Daniel Merlot (also known as Crash Berlin) is the Music director/keyboardist for Porcelain Black (Universal Records ) produced by Red One -Lady Gaga's producer and has recently been on U.S./Canada 25 city tour with Lil Wayne & Nicki Minaj . He also produces artists internationally and across Asia, and is the Music Director for Tokyo Girls Collection in China With a long career as DJ / music producer / musician has seen Daniel deejaying with Justice, Bjork, Peaches, Janes Addiction, Kool Keith, and others.
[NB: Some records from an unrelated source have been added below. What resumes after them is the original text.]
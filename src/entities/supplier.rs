//! Supplier entity type - an external vendor of components

use serde::Serialize;
use std::fmt;

use crate::core::entity::Entity;
use crate::core::identity::{EntityId, EntityKind};
use crate::entities::relation::RelationKey;

/// A Supplier entity
#[derive(Debug, Clone, PartialEq, Eq, Serialize)]
pub struct Supplier {
    /// Unique identifier
    id: EntityId,

    /// Supplier name
    name: String,

    /// Relations to the components this supplier supplies, at most one per component
    #[serde(skip_serializing_if = "Vec::is_empty")]
    component_relations: Vec<RelationKey>,
}

impl Supplier {
    pub fn new(id: EntityId, name: impl Into<String>) -> Self {
        Self {
            id,
            name: name.into(),
            component_relations: Vec::new(),
        }
    }

    pub fn name(&self) -> &str {
        &self.name
    }

    /// Keys of the relations to the components this supplier supplies
    pub fn component_relations(&self) -> &[RelationKey] {
        &self.component_relations
    }

    /// Whether a relation equal to `key` is already present
    pub fn has_component_relation(&self, key: &RelationKey) -> bool {
        self.component_relations.contains(key)
    }

    /// Add a relation key; returns false if an equal key is already present
    pub fn add_component_relation(&mut self, key: RelationKey) -> bool {
        if key.supplier != self.id || self.has_component_relation(&key) {
            return false;
        }
        self.component_relations.push(key);
        true
    }
}

impl Entity for Supplier {
    const KIND: EntityKind = EntityKind::Supplier;

    fn id(&self) -> &EntityId {
        &self.id
    }
}

impl fmt::Display for Supplier {
    fn fmt(&self, f: &mut fmt::Formatter<'_>) -> fmt::Result {
        write!(f, "Supplier name: {} | Supplier ID: {}", self.name, self.id)
    }
}

#[cfg(test)]
mod tests {
    use super::*;

    #[test]
    fn test_relation_set_mirrors_component_side() {
        let s_id = EntityId::from_parts(EntityKind::Supplier, 1);
        let mut s = Supplier::new(s_id, "Acme");
        let key = RelationKey::new(EntityId::from_parts(EntityKind::Component, 4), s_id);

        assert!(s.add_component_relation(key));
        assert!(!s.add_component_relation(key));
        assert!(s.has_component_relation(&key));
        assert_eq!(s.component_relations(), &[key]);
    }

    #[test]
    fn test_display() {
        let s = Supplier::new(EntityId::from_parts(EntityKind::Supplier, 2), "Acme");
        assert_eq!(s.to_string(), "Supplier name: Acme | Supplier ID: S2");
    }
}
Stefan Breadley started as an in-house audio engineer for 4th Street Recording Studios in 1998 by installing their Pro Tools system. Since then, he has expanded to production and mixing, and has been fortunate enough to work with many of 4th Street's top clients, including artists from Incubus, Prodigy, Seven Dust, Korn, Black Eyed Peas and many more. A vocal specialist, Stefan has extensive experience recording, arranging, editing and mixing vocals. Always keen to try new things, Stefan volunteered for the odd jobs, and over the years has worked with every type of media, and produced every type of music.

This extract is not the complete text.